Este mago es muy hábil, pues además de habernos distraído con el cambio del horario nocturno a partir de las 21:00 horas, en realidad no materializó las más importantes de sus promesas: disminuir el aporte a salud de pensionados y anticipar el recargo de la noche a partir de las 18:00 horas. Es de señalar que el espectáculo resulta aún más deslumbrante, si se tiene en cuenta que la supuesta promesa cumplida no representa en realidad un impacto significativo para el Gobierno colombiano, sino que el real impacto económico es trasladado, en su mayoría, a un tercero que no participó del show, esto es al empresario del sector privado, que es donde se presenta en mayor medida el funcionamiento ininterrumpido o nocturno de actividades (las fábricas, los hoteles, los restaurantes, etc.).

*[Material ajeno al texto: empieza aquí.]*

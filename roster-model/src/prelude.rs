//! Console focused snapshot of the types surface.
//! Prefer importing from this module instead of individual tree nodes when
//! working in roster-core or the console.

pub use super::auth::{AuthToken, LoginRequest, LoginResponse};
pub use super::error::ApiErrorBody;
pub use super::ids::UserId;
pub use super::page::UserPage;
pub use super::requests::{
    RegisterRequest, RegisterResponse, UpdateUserRequest, UpdateUserResponse,
};
pub use super::user::User;
use std::sync::Arc;

use async_trait::async_trait;
use roster_model::{AuthToken, LoginRequest, LoginResponse};
use tracing::debug;

use crate::api::v1;
use crate::error::{ApiError, ApiResult};
use crate::infrastructure::api_client::ApiClient;

#[async_trait]
pub trait AuthService: Send + Sync {
    /// Exchange credentials for a session token.
    async fn login(&self, credentials: &LoginRequest) -> ApiResult<AuthToken>;

    /// End the session on the server side.
    async fn logout(&self) -> ApiResult<()>;
}

#[derive(Debug, Clone)]
pub struct AuthApiAdapter {
    client: Arc<ApiClient>,
}

impl AuthApiAdapter {
    pub fn new(client: Arc<ApiClient>) -> Self {
        Self { client }
    }
}

#[async_trait]
impl AuthService for AuthApiAdapter {
    async fn login(&self, credentials: &LoginRequest) -> ApiResult<AuthToken> {
        debug!(email = %credentials.email, "posting login");
        let response: LoginResponse =
            self.client.post(v1::auth::LOGIN, credentials).await?;
        if response.token.is_blank() {
            return Err(ApiError::Decode("login response carried an empty token".into()));
        }
        Ok(response.token)
    }

    async fn logout(&self) -> ApiResult<()> {
        self.client
            .post_discarding(v1::auth::LOGOUT, &serde_json::json!({}))
            .await
    }
}
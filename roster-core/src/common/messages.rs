use roster_model::{LoginRequest, RegisterRequest, UpdateUserRequest, UserId};

use crate::domains::auth;
use crate::domains::navigation::Route;
use crate::domains::ui::messages::UiMessage;
use crate::domains::users;
use crate::domains::users::store::FetchTicket;

/// The main domain message router
#[derive(Debug, Clone)]
pub enum DomainMessage {
    Auth(auth::messages::Message),
    Users(users::messages::Message),
    Ui(UiMessage),
    Navigate(Route),
}

impl DomainMessage {
    pub fn name(&self) -> &'static str {
        match self {
            Self::Auth(msg) => msg.name(),
            Self::Users(msg) => msg.name(),
            Self::Ui(msg) => msg.name(),
            Self::Navigate(_) => "Navigate",
        }
    }
}

impl From<auth::messages::Message> for DomainMessage {
    fn from(msg: auth::messages::Message) -> Self {
        Self::Auth(msg)
    }
}

impl From<users::messages::Message> for DomainMessage {
    fn from(msg: users::messages::Message) -> Self {
        Self::Users(msg)
    }
}

impl From<UiMessage> for DomainMessage {
    fn from(msg: UiMessage) -> Self {
        Self::Ui(msg)
    }
}

/// Network work requested by an update. The console performs each on a task
/// and feeds the resulting message back in.
#[derive(Debug, Clone)]
pub enum Effect {
    Login(LoginRequest),
    Logout,
    FetchUsers(FetchTicket),
    CreateUser(RegisterRequest),
    UpdateUser(UserId, UpdateUserRequest),
    DeleteUser(UserId),
}

/// Broadcast to every domain after the update that raised it.
#[derive(Debug, Clone, Copy, PartialEq, Eq)]
pub enum CrossDomainEvent {
    Authenticated,
    LoggedOut,
}

/// Result of a domain update
#[derive(Debug, Default)]
pub struct DomainUpdate {
    pub effects: Vec<Effect>,
    pub events: Vec<CrossDomainEvent>,
}

impl DomainUpdate {
    pub fn none() -> Self {
        Self::default()
    }

    pub fn effect(effect: Effect) -> Self {
        Self {
            effects: vec![effect],
            events: Vec::new(),
        }
    }

    pub fn event(event: CrossDomainEvent) -> Self {
        Self {
            effects: Vec::new(),
            events: vec![event],
        }
    }

    pub fn add_effect(mut self, effect: Effect) -> Self {
        self.effects.push(effect);
        self
    }

    pub fn add_event(mut self, event: CrossDomainEvent) -> Self {
        self.events.push(event);
        self
    }

    pub fn is_empty(&self) -> bool {
        self.effects.is_empty() && self.events.is_empty()
    }
}
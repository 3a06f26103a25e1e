macro_rules! api_path {
    ($path:literal) => {
        concat!("/api", $path)
    };
}

/// Route definitions of the remote demo API
pub mod v1 {
    pub const ROOT: &str = "/api";

    /// Header carrying the fixed API key on every request.
    pub const API_KEY_HEADER: &str = "x-api-key";

    pub mod auth {
        pub const LOGIN: &str = api_path!("/login");
        pub const LOGOUT: &str = api_path!("/logout");
        pub const REGISTER: &str = api_path!("/register");
    }

    pub mod users {
        pub const COLLECTION: &str = api_path!("/users");
        pub const ITEM: &str = api_path!("/users/{id}");
    }
}

pub mod utils {
    /// Substitute a `{name}` placeholder in a route template.
    pub fn replace_param(
        template: &str,
        placeholder: &str,
        value: impl AsRef<str>,
    ) -> String {
        template.replace(placeholder, value.as_ref())
    }
}
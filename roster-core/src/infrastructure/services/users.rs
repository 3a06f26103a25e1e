use std::sync::Arc;

use async_trait::async_trait;
use roster_model::{
    RegisterRequest, RegisterResponse, UpdateUserRequest, UpdateUserResponse,
    UserId, UserPage,
};

use crate::api::{routes::utils, v1};
use crate::error::ApiResult;
use crate::infrastructure::api_client::ApiClient;

#[async_trait]
pub trait UserAdminService: Send + Sync {
    async fn list_users(&self, page: u32) -> ApiResult<UserPage>;
    async fn create_user(
        &self,
        request: &RegisterRequest,
    ) -> ApiResult<RegisterResponse>;
    async fn update_user(
        &self,
        user_id: UserId,
        request: &UpdateUserRequest,
    ) -> ApiResult<UpdateUserResponse>;
    async fn delete_user(&self, user_id: UserId) -> ApiResult<()>;
}

#[derive(Debug, Clone)]
pub struct UserAdminApiAdapter {
    client: Arc<ApiClient>,
}

impl UserAdminApiAdapter {
    pub fn new(client: Arc<ApiClient>) -> Self {
        Self { client }
    }

    fn item_path(user_id: UserId) -> String {
        utils::replace_param(v1::users::ITEM, "{id}", user_id.to_string())
    }
}

#[async_trait]
impl UserAdminService for UserAdminApiAdapter {
    async fn list_users(&self, page: u32) -> ApiResult<UserPage> {
        self.client
            .get(v1::users::COLLECTION, &[("page", page.to_string())])
            .await
    }

    async fn create_user(
        &self,
        request: &RegisterRequest,
    ) -> ApiResult<RegisterResponse> {
        self.client.post(v1::auth::REGISTER, request).await
    }

    async fn update_user(
        &self,
        user_id: UserId,
        request: &UpdateUserRequest,
    ) -> ApiResult<UpdateUserResponse> {
        self.client.put(&Self::item_path(user_id), request).await
    }

    async fn delete_user(&self, user_id: UserId) -> ApiResult<()> {
        self.client.delete(&Self::item_path(user_id)).await
    }
}
/// Scripted event source driven by a simple line-oriented DSL:
///   down|up|left|right|enter|esc|tab|backtab|backspace|space|ctrl-c|
///   key:<char>|type:<text>|wait:<millis>
/// Lines beginning with # are ignored. Blank lines are skipped.
/// When events are exhausted, we fail fast to avoid hangs.
struct ScriptEventSource {
    steps: Vec<ScriptStep>,
    cursor: usize,
    exhausted_at: Option<Instant>,
    trace: Option<File>,
}

fn key_event(code: KeyCode, modifiers: KeyModifiers) -> Event {
    Event::Key(KeyEvent {
        code,
        modifiers,
        kind: KeyEventKind::Press,
        state: event::KeyEventState::NONE,
    })
}

fn scripted(code: KeyCode, modifiers: KeyModifiers) -> ScriptStep {
    ScriptStep::Key(key_event(code, modifiers))
}

impl ScriptEventSource {
    fn from_path(path: PathBuf, trace_path: Option<PathBuf>) -> Result<Self> {
        let contents = std::fs::read_to_string(&path)
            .context("read scripted TUI input")?;
        let mut steps = Vec::new();
        for (idx, raw) in contents.lines().enumerate() {
            let line = raw.trim();
            if line.is_empty() || line.starts_with('#') {
                continue;
            }
            match line {
                "down" => steps.push(scripted(KeyCode::Down, KeyModifiers::NONE)),
                "up" => steps.push(scripted(KeyCode::Up, KeyModifiers::NONE)),
                "left" => steps.push(scripted(KeyCode::Left, KeyModifiers::NONE)),
                "right" => steps.push(scripted(KeyCode::Right, KeyModifiers::NONE)),
                "enter" => steps.push(scripted(KeyCode::Enter, KeyModifiers::NONE)),
                "esc" => steps.push(scripted(KeyCode::Esc, KeyModifiers::NONE)),
                "tab" => steps.push(scripted(KeyCode::Tab, KeyModifiers::NONE)),
                "backtab" => steps.push(scripted(KeyCode::BackTab, KeyModifiers::SHIFT)),
                "backspace" => steps.push(scripted(KeyCode::Backspace, KeyModifiers::NONE)),
                "space" => steps.push(scripted(KeyCode::Char(' '), KeyModifiers::NONE)),
                "ctrl-c" => steps.push(scripted(KeyCode::Char('c'), KeyModifiers::CONTROL)),
                _ => {
                    if let Some(rest) = line.strip_prefix("type:") {
                        for ch in rest.chars() {
                            steps.push(scripted(KeyCode::Char(ch), KeyModifiers::NONE));
                        }
                    } else if let Some(rest) = line.strip_prefix("key:")
                        && let Some(ch) = rest.chars().next()
                    {
                        steps.push(scripted(KeyCode::Char(ch), KeyModifiers::NONE));
                    } else if let Some(rest) = line.strip_prefix("wait:") {
                        let millis: u64 = rest.trim().parse().with_context(|| {
                            format!("invalid wait at line {}: {}", idx + 1, line)
                        })?;
                        steps.push(ScriptStep::Pause(Duration::from_millis(millis)));
                    } else {
                        return Err(anyhow!(
                            "unrecognized TUI script token at line {}: {}",
                            idx + 1,
                            line
                        ));
                    }
                }
            }
        }

        let trace = trace_path
            .map(|p| File::create(p).context("create tui trace file"))
            .transpose()?;

        Ok(Self {
            steps,
            cursor: 0,
            exhausted_at: None,
            trace,
        })
    }
}

impl EventSource for ScriptEventSource {
    fn next(&mut self, _timeout: Duration) -> Result<Option<Event>> {
        let Some(step) = self.steps.get(self.cursor) else {
            // Allow a short grace period before failing to avoid tight loop.
            match self.exhausted_at {
                Some(ea) => {
                    if ea.elapsed() > Duration::from_secs(1) {
                        return Err(anyhow!(
                            "scripted TUI input exhausted before the console exited"
                        ));
                    }
                }
                None => self.exhausted_at = Some(Instant::now()),
            }
            std::thread::sleep(Duration::from_millis(25));
            return Ok(None);
        };
        self.cursor += 1;

        match step {
            ScriptStep::Pause(duration) => {
                std::thread::sleep(*duration);
                Ok(None)
            }
            ScriptStep::Key(ev) => {
                let ev = ev.clone();
                if let Some(trace) = self.trace.as_mut() {
                    let _ = writeln!(trace, "{:?}", ev);
                }
                Ok(Some(ev))
            }
        }
    }

    fn is_scripted(&self) -> bool {
        true
    }
}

En otras palabras, al Gobierno se le hizo fácil sacar adelante la tibia modificación del horario nocturno, porque no le cuesta económicamente hablando, y si, en cambio, evitó a toda costa modificar el aporte a salud de pensionados, porque eso si le implicaba un esfuerzo económico considerable. Lo más paradójico es que, a pesar de lo anterior, el mago pretende despertar los aplausos del público.

 

Es claro que el Gobierno Nacional asume una postura antipática con un sector vulnerable de la población, los pensionados, pues a pesar de su promesa, parece no importarle incumplirla. La razón del mago para desaparecer dichos proyectos de ley no es otra que la de no querer asumir los costos económicos de cumplirlos.

 

No pretendo criticar la ampliación de la jornada nocturna, pues como los colores de un prisma depende desde donde se le esté mirando para obtener un matiz diferente. Pero si quiero resaltar el truco de magia que todos acabamos de presenciar, pues pareciera que el cambio del recargo nocturno no es nada más que un distractor frente al incumplimiento en la promesa hecha a los pensionados.

 

El proyecto que modificó el recargo nocturno deja insatisfechos a la inmensa mayoría. Los trabajadores, que vieron frustrada la promesa de regresar al horario diurno que existía antes de la Ley 789; a los pensionados, que se les escapa de las manos la posibilidad de racionalizar el esfuerzo en cotizaciones al sistema de seguridad social en salud, y a los empresarios, que ven una vez más como se les traspasa el costo de la impertinencia de ciertas promesas.